Pappano e l’orchestra hanno offerto un’esecuzione particolarmente emozionante e coinvolgente della Patetica di Čajkovskij

Il concerto di riapertura dell'Accademia Nazionale di Santa Cecilia
Il concerto di riapertura dell'Accademia Nazionale di Santa Cecilia
Recensione
classica
Roma, Accademia Nazionale di Santa Cecilia
Pappano – Čajkovskij
26 Aprile 2021

Sarebbe stato un concerto normalissimo, se non fosse stato il primo a Roma con il pubblico in sala dopo più di sei mesi. E questo ne ha fatto un evento eccezionale, che era impossibile perdere. Andando verso il Parco della Musica la felicità era mescolata all’apprensione, perché questa non è la prima volta che ci si è illusi che il peggio fosse passato e quindi abbiamo ormai imparato a non fidarci degli annunci di vittoria sul virus. Entrando la felicità si trasformava in malinconia nel vedere la grande sala Santa Cecilia semivuota, ma il fatto che i cinquecento spettatori fossero per la grande maggior parte giovani volontari della Croce Rossa, che indossavano le loro squillanti tute rosse, era emozionante e consolatorio. Prima di iniziare, Antonio Pappano si è rivolto agli spettatori con il suo consueto “caro pubblico”, questa volta non per introdurre con qualche parola le musiche che avrebbe diretto ma per esprimere l’emozione sua e dell’orchestra nel tornare a suonare davanti al pubblico. Che non fosse un discorso di circostanza e che non ci fosse la minima retorica nelle sue parole lo confermava l’esecuzione della “Patetica di Čajkovskij.

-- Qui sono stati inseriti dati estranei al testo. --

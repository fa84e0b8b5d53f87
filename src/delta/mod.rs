//! Delta — git-diff-based change impact (§4.6).
//!
//! Shells out to `git` the way the teacher shells out to external tools at
//! its process boundaries (`runtime/`); there is no crate in the teacher's
//! or the wider pack's stack that replaces a working tree diff, so this
//! stays a subprocess call rather than a hand-rolled git-object reader.

use std::collections::BTreeSet;
use std::path::{Path, PathBuf};

use rustc_hash::FxHashSet;
use tokio::process::Command;

use crate::error::{ErrorCode, Result, SykliError};
use crate::graph::Graph;
use crate::util::glob;

#[derive(Debug, Clone, PartialEq, Eq)]
pub enum AffectedReason {
    Direct { matched_files: Vec<PathBuf> },
    Dependent { upstream: String },
}

#[derive(Debug, Clone)]
pub struct Affected {
    pub task_name: String,
    pub reason: AffectedReason,
}

/// `get_changed_files(base_ref, workdir)` — union of `git diff --name-only
/// <base>..HEAD` and untracked files respecting `.gitignore` (§4.6 step 1).
pub async fn get_changed_files(base_ref: &str, workdir: &Path) -> Result<BTreeSet<PathBuf>> {
    ensure_git_repo(workdir).await?;
    ensure_known_ref(base_ref, workdir).await?;

    let mut files = BTreeSet::new();

    let range = format!("{base_ref}..HEAD");
    let diff = run_git(workdir, &["diff", "--name-only", &range]).await.map_err(|e| {
        if e.code == ErrorCode::GitFailed {
            SykliError::new(ErrorCode::BadRevision, format!("bad revision range {range:?}: {}", e.message))
        } else {
            e
        }
    })?;
    for line in diff.lines() {
        if !line.is_empty() {
            files.insert(PathBuf::from(line));
        }
    }

    let untracked = run_git(workdir, &["ls-files", "--others", "--exclude-standard"]).await?;
    for line in untracked.lines() {
        if !line.is_empty() {
            files.insert(PathBuf::from(line));
        }
    }

    Ok(files)
}

/// Compute the affected subset of `graph`'s tasks relative to `changed_files`
/// (§4.6 steps 2-4).
pub fn affected_tasks(graph: &Graph, changed_files: &BTreeSet<PathBuf>) -> Vec<Affected> {
    let changed: Vec<&Path> = changed_files.iter().map(PathBuf::as_path).collect();

    let mut direct: FxHashSet<&str> = FxHashSet::default();
    let mut results = Vec::new();

    for task in graph.tasks() {
        if task.inputs.is_empty() {
            continue;
        }
        let matched: Vec<PathBuf> = changed
            .iter()
            .filter(|path| glob::matches_any(&task.inputs, path))
            .map(|p| p.to_path_buf())
            .collect();
        if !matched.is_empty() {
            direct.insert(task.name.as_str());
            results.push(Affected {
                task_name: task.name.clone(),
                reason: AffectedReason::Direct { matched_files: matched },
            });
        }
    }

    // Tasks with no inputs are always affected (§4.6 step 3).
    for task in graph.tasks() {
        if task.inputs.is_empty() && !direct.contains(task.name.as_str()) {
            results.push(Affected {
                task_name: task.name.clone(),
                reason: AffectedReason::Dependent { upstream: task.name.clone() },
            });
        }
    }

    // Fixed point: anything transitively depending on an affected task.
    let mut affected_names: FxHashSet<String> = results.iter().map(|a| a.task_name.clone()).collect();
    let mut changed_this_round = true;
    while changed_this_round {
        changed_this_round = false;
        for task in graph.tasks() {
            if affected_names.contains(&task.name) {
                continue;
            }
            if let Some(upstream) = task.depends_on.iter().find(|d| affected_names.contains(*d)) {
                affected_names.insert(task.name.clone());
                results.push(Affected {
                    task_name: task.name.clone(),
                    reason: AffectedReason::Dependent { upstream: upstream.clone() },
                });
                changed_this_round = true;
            }
        }
    }

    results
}

async fn ensure_git_repo(workdir: &Path) -> Result<()> {
    if !workdir.join(".git").exists() {
        return Err(SykliError::new(
            ErrorCode::NotAGitRepo,
            format!("{} is not a git repository", workdir.display()),
        )
        .with_hint("run from a git checkout or pass --delta-base only inside one"));
    }
    Ok(())
}

async fn ensure_known_ref(base_ref: &str, workdir: &Path) -> Result<()> {
    let output = Command::new("git")
        .args(["rev-parse", "--verify", base_ref])
        .current_dir(workdir)
        .output()
        .await
        .map_err(|e| SykliError::new(ErrorCode::GitFailed, format!("failed to invoke git: {e}")))?;

    if !output.status.success() {
        return Err(SykliError::new(ErrorCode::UnknownRef, format!("unknown ref {base_ref:?}"))
            .with_hint("check the base ref exists locally, e.g. `git fetch origin main`"));
    }
    Ok(())
}

async fn run_git(workdir: &Path, args: &[&str]) -> Result<String> {
    let output = Command::new("git")
        .args(args)
        .current_dir(workdir)
        .output()
        .await
        .map_err(|e| SykliError::new(ErrorCode::GitFailed, format!("failed to invoke git: {e}")))?;

    if !output.status.success() {
        return Err(SykliError::new(
            ErrorCode::GitFailed,
            format!(
                "git {} failed: {}",
                args.join(" "),
                String::from_utf8_lossy(&output.stderr)
            ),
        )
        .with_exit_code(output.status.code().unwrap_or(-1)));
    }

    Ok(String::from_utf8_lossy(&output.stdout).into_owned())
}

Prima si è ascoltata la Sinfonia in re maggiore Wq 183 n. 1  di Carl Philipp Emanuel Bach, il secondo figlio di Johann Sebastian ma il primo per la qualità della sua musica. Questa Sinfonia – che appartiene al gruppo delle sue ultime quattro, composte nel 1775-1776 – non ha certamente la genialità degli sviluppi, la splendida architettura e la varietà di colori delle contemporanee sinfonie di Haydn, ma è tutt’altro che gracile e banale, anzi ha idee originali e atmosfere Sturm und Drang. Ma non si può dire che sia stato possibile apprezzare pienamente i suoi pregi, perché la lotta fra la piccola orchestra e l’enorme sala era impari.

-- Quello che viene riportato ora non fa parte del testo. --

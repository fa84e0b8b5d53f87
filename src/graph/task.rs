//! Task-graph domain types (§3, §6.1 wire schema).
//!
//! These are the `serde`-deserialized shape of the SDK's JSON document.
//! Field naming matches the wire schema directly; no renaming layer.

use std::collections::HashMap;

use serde::{Deserialize, Serialize};

use crate::condition::Condition;
use crate::target::k8s::options::K8sOptions;

/// `{type: directory|cache, resource, path}` (§3).
#[derive(Debug, Clone, Serialize, Deserialize)]
#[serde(rename_all = "snake_case")]
pub enum MountType {
    Directory,
    Cache,
}

#[derive(Debug, Clone, Serialize, Deserialize)]
pub struct Mount {
    #[serde(rename = "type")]
    pub kind: MountType,
    pub resource: String,
    pub path: String,
}

/// `{name, image}` — a side-car container (§3).
#[derive(Debug, Clone, Serialize, Deserialize)]
pub struct Service {
    pub name: String,
    pub image: String,
}

/// `{from_task, output, dest}` — an upstream artifact this task consumes
/// (§3).
#[derive(Debug, Clone, Serialize, Deserialize)]
pub struct TaskInput {
    pub from_task: String,
    pub output: String,
    pub dest: String,
}

/// `stop | continue | retry:N` (§3).
#[derive(Debug, Clone, Copy, PartialEq, Eq, Serialize)]
pub enum OnFailure {
    Stop,
    Continue,
    Retry(u32),
}

impl Default for OnFailure {
    fn default() -> Self {
        OnFailure::Stop
    }
}

impl<'de> Deserialize<'de> for OnFailure {
    fn deserialize<D>(deserializer: D) -> Result<Self, D::Error>
    where
        D: serde::Deserializer<'de>,
    {
        let raw = String::deserialize(deserializer)?;
        OnFailure::parse(&raw).map_err(serde::de::Error::custom)
    }
}

impl OnFailure {
    pub fn parse(raw: &str) -> Result<Self, String> {
        match raw {
            "stop" => Ok(OnFailure::Stop),
            "continue" => Ok(OnFailure::Continue),
            other => {
                let n = other
                    .strip_prefix("retry:")
                    .ok_or_else(|| format!("invalid on_failure value: {other}"))?;
                let n: u32 = n
                    .parse()
                    .map_err(|_| format!("invalid retry count in on_failure: {other}"))?;
                Ok(OnFailure::Retry(n))
            }
        }
    }
}

/// Optional `semantic` metadata attached to a task (§3, §6.1). The Core
/// does not interpret these beyond carrying them through to results/events
/// for reporters.
#[derive(Debug, Clone, Serialize, Deserialize, Default)]
pub struct Semantic {
    #[serde(default)]
    pub covers: Vec<String>,
    pub intent: Option<String>,
    pub criticality: Option<String>,
}

/// A Cartesian-product expansion spec: dimension name -> candidate values
/// (§4.1).
pub type MatrixSpec = HashMap<String, Vec<serde_json::Value>>;

fn default_retry() -> u32 {
    0
}

/// The atomic unit of work (§3, §6.1).
#[derive(Debug, Clone, Serialize, Deserialize)]
pub struct Task {
    pub name: String,
    pub command: Option<String>,
    pub container: Option<String>,
    pub workdir: Option<String>,
    #[serde(default)]
    pub inputs: Vec<String>,
    #[serde(default)]
    pub outputs: HashMap<String, String>,
    #[serde(default)]
    pub depends_on: Vec<String>,
    #[serde(default)]
    pub env: HashMap<String, String>,
    #[serde(default)]
    pub mounts: Vec<Mount>,
    #[serde(default)]
    pub secrets: Vec<String>,
    #[serde(default)]
    pub services: Vec<Service>,
    #[serde(default)]
    pub task_inputs: Vec<TaskInput>,
    pub timeout: Option<u64>,
    #[serde(default = "default_retry")]
    pub retry: u32,
    #[serde(default)]
    pub on_failure: OnFailure,
    #[serde(default)]
    pub requires: Vec<String>,
    pub condition: Option<Condition>,
    pub k8s: Option<K8sOptions>,
    pub matrix: Option<MatrixSpec>,
    #[serde(default)]
    pub semantic: Option<Semantic>,
}

impl Task {
    /// A task is non-cacheable when `inputs` is empty or missing (§3, §4.2).
    pub fn is_cacheable(&self) -> bool {
        !self.inputs.is_empty()
    }

    pub fn runs_in_container(&self) -> bool {
        self.container.is_some()
    }
}

#[cfg(test)]
mod tests {
    use super::*;

    #[test]
    fn on_failure_parses_retry_n() {
        assert_eq!(OnFailure::parse("retry:3").unwrap(), OnFailure::Retry(3));
        assert_eq!(OnFailure::parse("stop").unwrap(), OnFailure::Stop);
        assert_eq!(OnFailure::parse("continue").unwrap(), OnFailure::Continue);
        assert!(OnFailure::parse("retry:abc").is_err());
        assert!(OnFailure::parse("banana").is_err());
    }

    #[test]
    fn task_without_inputs_is_not_cacheable() {
        let task: Task = serde_json::from_value(serde_json::json!({"name": "t"})).unwrap();
        assert!(!task.is_cacheable());
    }
}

Senza intervallo si passava alla Sinfonia n. 6  di Čajkovskij, un cavallo di battaglia di Pappano e dell’orchestra, che l’hanno già eseguita varie volte a Roma e in tournée. La loro esecuzione è fissata anche in un cd, realizzato però quando Pappano non aveva ancora frequentato così spesso questa sinfonia e la sua interpretazione non aveva la sbalorditiva profondità che ha raggiunto ora. Quel che colpisce è la forza tragica che Pappano dà alla “Patetica”: anzi più che tragica questa “Patetica” è disperata, sconvolta, allucinata, quasi un’anticipazione di un’altra Sesta quella di Mahler, con la differenza che in Čajkovskij tutto è molto più soggettivo e viscerale. Dalla “raggelata solitudine” (cito dal bel programma di sala di Paolo Gallarati) dell’introduzione Adagio all’ “infinito nero” delle battute finali, la “Patetica”  di Pappano sprofonda inesorabilmente nel pessimismo e nello sconforto più cupi e più totali. Evidentemente questo riguarda soprattutto i due movimenti estremi ma anche il secondo e il terzo movimento sono inquietanti: il secondo, una specie di valzer, è perennemente in equilibrio instabile e dà un senso di allucinata vertigine; il terzo, che sarebbe uno scherzo, si trasforma in una cavalcata demoniaca, in un vorticoso e orribile sabba infernale.

In una sala vuota molto probabilmente il direttore e l’orchestra non avrebbero suonato con così totale partecipazione emotiva - senza però lasciarsi mai trascinare dalla foga - e non avrebbero raggiunto questa terrificante forza espressiva, che ha toccato profondamente gli ascoltatori, rimasti in silenzio a lungo prima di esplodere in applausi calorosissimi, che inevitabilmente si disperdevano un po’ nella sala semivuota. Pappano ha chiamato a dividere gli applausi l’intera orchestra, applaudendo egli stesso il primo fagotto Francesco Bossone e il primo clarinetto Alessandro Carbonare, i cui soli nella “Patetica” rimarranno nella memoria.